That only needs one instruction (a CALLD) per byte fetch and it takes 12 clocks, plus another ~50 clocks every 64th byte. The simple RDBYTE takes 9..24 clocks.

potatohead · 2017-02-17 17:44

Just took a look at that spreadsheet. Nice reference Chip. Thank you!

Will the LUT stacks work bottom up, or top down? Thinking top down might be better. Users can make their declarations, always work from 0 to [limit], SPIN works top down and is ignored by the programmer, who knows it's there, but doesn't have to worry about it much, until it can't be.

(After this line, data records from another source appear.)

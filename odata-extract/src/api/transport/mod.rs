//! Authenticated HTTP transport
//!
//! Performs Basic-authenticated GET calls against the service and normalizes
//! every outcome into a [`ResponseContainer`] or a classified [`TransportError`].
//! Data-page fetches go through [`Transporter::call_with_retry`], which retries
//! gateway failures (HTTP 5xx) with exponential backoff.

mod error;
mod executor;
mod response;
mod transporter;

pub use error::{BoxError, TransportError};
pub use executor::{HttpExecutor, HttpRequest, RawResponse, ReqwestExecutor};
pub use response::ResponseContainer;
pub use transporter::{CallKind, Credentials, Transporter};

#[cfg(test)]
pub(crate) mod testing;
//! Wire-level constants shared by the transport, metadata and query layers

/// Response header carrying the OData protocol version of the payload
pub const SERVICE_VERSION_HEADER: &str = "dataserviceversion";

/// The only protocol version the metadata parser understands
pub const SUPPORTED_SERVICE_VERSION: &str = "2.0";

pub const MEDIA_TYPE_JSON: &str = "application/json";
pub const MEDIA_TYPE_XML: &str = "application/xml";

/// Path segment of the service metadata document
pub const METADATA_PATH: &str = "$metadata";

/// Path segment of the record count resource
pub const COUNT_PATH: &str = "$count";

/// Page size used when a data query does not set `$top`
pub const DEFAULT_PAGE_SIZE: u32 = 1000;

David Betz · 2017-02-17 18:29

If you put the stack in the LUT what happens with Spin code that takes the address of a stack variable? Will that work? I see that done frequently in code that loads a COG.

Roy Eltham · 2017-02-17 19:15

David,
Aren't LUT addresses unique from HUB ones in cog land? Or did that change? So I think taking addresses shouldn't matter for LUT vs HUB, although which instruction is used to read the value will be different depending...

ke4pjw · 2017-02-17 19:16

I am so happy to see this! I know there has been a huge push for C. I like C and the C style syntax. However, I must say that when I get a chance to code on 3 day weekends, I *REALLY* like Spin and PASM. It's such a great fit for the prop.

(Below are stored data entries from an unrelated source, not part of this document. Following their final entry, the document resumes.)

//! Column metadata tree
//!
//! Columns are assembled in two phases. A [`ColumnMetadataBuilder`] collects
//! children while the schema walk discovers them, then
//! [`ColumnMetadataBuilder::finalize_children`] consumes it and yields an
//! immutable [`ColumnMetadata`] for the whole subtree. Because finalizing
//! takes the builder by value, appending to a finished column or finalizing
//! it twice does not compile:
//!
//! ```compile_fail
//! use odata_extract::schema::ColumnMetadataBuilder;
//!
//! let mut builder = ColumnMetadataBuilder::new("userId", "Edm.String");
//! let column = builder.finalize_children();
//! builder.append_child(ColumnMetadataBuilder::new("firstName", "Edm.String"));
//! ```
//!
//! ```compile_fail
//! use odata_extract::schema::ColumnMetadataBuilder;
//!
//! let builder = ColumnMetadataBuilder::new("userId", "Edm.String");
//! let first = builder.finalize_children();
//! let second = builder.finalize_children();
//! ```
//!
//! ```compile_fail
//! use odata_extract::schema::ColumnMetadataBuilder;
//!
//! let mut column = ColumnMetadataBuilder::new("userId", "Edm.String").finalize_children();
//! column.append_child(ColumnMetadataBuilder::new("firstName", "Edm.String"));
//! ```

use std::fmt;

use crate::api::metadata::{Multiplicity, NavigationProperty, Property};

/// What a column stands for in the source graph
#[derive(Debug, Clone, Copy, PartialEq, Eq, Hash)]
pub enum ColumnKind {
    /// A primitive property
    Simple,
    /// A complex-typed property; children are its members
    Complex,
    /// The root of a tree; children are the entity's columns
    Entity,
    /// An expanded navigation property; children are the target's columns
    Navigation,
}

impl ColumnKind {
    pub fn name(self) -> &'static str {
        match self {
            ColumnKind::Simple => "Simple",
            ColumnKind::Complex => "Complex",
            ColumnKind::Entity => "Entity",
            ColumnKind::Navigation => "Navigation",
        }
    }
}

impl fmt::Display for ColumnKind {
    fn fmt(&self, f: &mut fmt::Formatter<'_>) -> fmt::Result {
        f.write_str(self.name())
    }
}

/// Optional column attributes; anything left `None` takes its default
#[derive(Debug, Clone, Default, PartialEq, Eq)]
pub struct ColumnAttributes {
    pub collation: Option<String>,
    pub concurrency_mode: Option<String>,
    pub default_value: Option<String>,
    pub max_length: Option<u32>,
    pub precision: Option<u32>,
    pub scale: Option<u32>,
    pub nullable: Option<bool>,
    pub fixed_length: Option<bool>,
    pub unicode: Option<bool>,
    pub kind: Option<ColumnKind>,
    pub multiplicity: Option<Multiplicity>,
    pub display_format: Option<String>,
    pub filter_restrictions: Option<String>,
    pub required_in_filter: Option<bool>,
    pub label: Option<String>,
}

impl ColumnAttributes {
    /// Facets and SAP annotations of a declared property
    pub fn from_property(property: &Property, kind: ColumnKind) -> Self {
        let facets = &property.facets;
        let sap = &property.sap;
        Self {
            collation: facets.collation.clone(),
            concurrency_mode: facets.concurrency_mode.clone(),
            default_value: facets.default_value.clone(),
            max_length: facets.max_length,
            precision: facets.precision,
            scale: facets.scale,
            nullable: facets.nullable,
            fixed_length: facets.fixed_length,
            unicode: facets.unicode,
            kind: Some(kind),
            multiplicity: None,
            display_format: sap.display_format.clone(),
            filter_restrictions: sap.filter_restrictions.clone(),
            required_in_filter: sap.required_in_filter,
            label: sap.label.clone(),
        }
    }

    pub fn from_navigation(nav: &NavigationProperty, multiplicity: Multiplicity) -> Self {
        Self {
            kind: Some(ColumnKind::Navigation),
            multiplicity: Some(multiplicity),
            label: nav.sap.label.clone(),
            ..Self::default()
        }
    }
}

/// A column whose children are still being discovered
#[derive(Debug, Clone, PartialEq, Eq)]
pub struct ColumnMetadataBuilder {
    name: String,
    type_name: String,
    attributes: ColumnAttributes,
    children: Vec<ColumnMetadataBuilder>,
}

impl ColumnMetadataBuilder {
    pub fn new(name: impl Into<String>, type_name: impl Into<String>) -> Self {
        Self {
            name: name.into(),
            type_name: type_name.into(),
            attributes: ColumnAttributes::default(),
            children: Vec::new(),
        }
    }

    pub fn with_attributes(mut self, attributes: ColumnAttributes) -> Self {
        self.attributes = attributes;
        self
    }

    pub fn name(&self) -> &str {
        &self.name
    }

    /// Append a child after those already present
    pub fn append_child(&mut self, child: ColumnMetadataBuilder) {
        self.children.push(child);
    }

    pub fn child_count(&self) -> usize {
        self.children.len()
    }

    /// Freeze this column and every descendant
    pub fn finalize_children(self) -> ColumnMetadata {
        ColumnMetadata {
            name: self.name,
            type_name: self.type_name,
            attributes: self.attributes,
            children: self
                .children
                .into_iter()
                .map(ColumnMetadataBuilder::finalize_children)
                .collect(),
        }
    }
}

/// A finished column; its subtree can no longer change
#[derive(Debug, Clone, PartialEq, Eq)]
pub struct ColumnMetadata {
    name: String,
    type_name: String,
    attributes: ColumnAttributes,
    children: Vec<ColumnMetadata>,
}

impl ColumnMetadata {
    pub fn name(&self) -> &str {
        &self.name
    }

    pub fn type_name(&self) -> &str {
        &self.type_name
    }

    pub fn attributes(&self) -> &ColumnAttributes {
        &self.attributes
    }

    pub fn collation(&self) -> Option<&str> {
        self.attributes.collation.as_deref()
    }

    pub fn concurrency_mode(&self) -> Option<&str> {
        self.attributes.concurrency_mode.as_deref()
    }

    pub fn default_value(&self) -> Option<&str> {
        self.attributes.default_value.as_deref()
    }

    pub fn max_length(&self) -> Option<u32> {
        self.attributes.max_length
    }

    pub fn precision(&self) -> Option<u32> {
        self.attributes.precision
    }

    pub fn scale(&self) -> Option<u32> {
        self.attributes.scale
    }

    pub fn is_nullable(&self) -> bool {
        self.attributes.nullable.unwrap_or(true)
    }

    pub fn is_fixed_length(&self) -> bool {
        self.attributes.fixed_length.unwrap_or(false)
    }

    pub fn is_unicode(&self) -> bool {
        self.attributes.unicode.unwrap_or(false)
    }

    pub fn kind(&self) -> Option<ColumnKind> {
        self.attributes.kind
    }

    pub fn kind_name(&self) -> Option<&'static str> {
        self.attributes.kind.map(ColumnKind::name)
    }

    pub fn multiplicity_ordinal(&self) -> Option<u8> {
        self.attributes.multiplicity.map(Multiplicity::ordinal)
    }

    pub fn display_format(&self) -> Option<&str> {
        self.attributes.display_format.as_deref()
    }

    pub fn filter_restrictions(&self) -> Option<&str> {
        self.attributes.filter_restrictions.as_deref()
    }

    pub fn is_required_in_filter(&self) -> bool {
        self.attributes.required_in_filter.unwrap_or(false)
    }

    pub fn label(&self) -> Option<&str> {
        self.attributes.label.as_deref()
    }

    /// Children in the order they were appended
    pub fn child_list(&self) -> &[ColumnMetadata] {
        &self.children
    }

    pub fn contains_child(&self) -> bool {
        !self.children.is_empty()
    }

    pub fn child(&self, name: &str) -> Option<&ColumnMetadata> {
        self.children.iter().find(|c| c.name == name)
    }

    /// Slash-joined paths of every leaf column, depth first
    pub fn leaf_paths(&self) -> Vec<String> {
        let mut out = Vec::new();
        for child in &self.children {
            child.collect_leaf_paths("", &mut out);
        }
        out
    }

    fn collect_leaf_paths(&self, prefix: &str, out: &mut Vec<String>) {
        let path = if prefix.is_empty() {
            self.name.clone()
        } else {
            format!("{}/{}", prefix, self.name)
        };

        if self.children.is_empty() {
            out.push(path);
        } else {
            for child in &self.children {
                child.collect_leaf_paths(&path, out);
            }
        }
    }
}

I was thinking that this time around, Spin would be compiled, (And I am sure compilers will be written) but I was surprised to see it will be interpreted.

Anyway, YAY! Keep knocking them out of the park Chip! I follow the Prop2 forum like a lovesick crackhead, hoping to see when we might get some silicon.

It will be ready, when it is ready, and I am good with that

Dave Hein · 2017-02-17 19:23

ke4pjw wrote: »

I was thinking that this time around, Spin would be compiled, (And I am sure compilers will be written) but I was surprised to see it will be interpreted.

It looks like Spin will be compiled into bytecodes, which are then executed by a bytecode interpreter like in the P1.

potatohead · 2017-02-17 19:27

At first.

David Betz · 2017-02-17 19:46

Dave Hein wrote: »

ke4pjw wrote: »

I was thinking that this time around, Spin would be compiled, (And I am sure compilers will be written) but I was surprised to see it will be interpreted.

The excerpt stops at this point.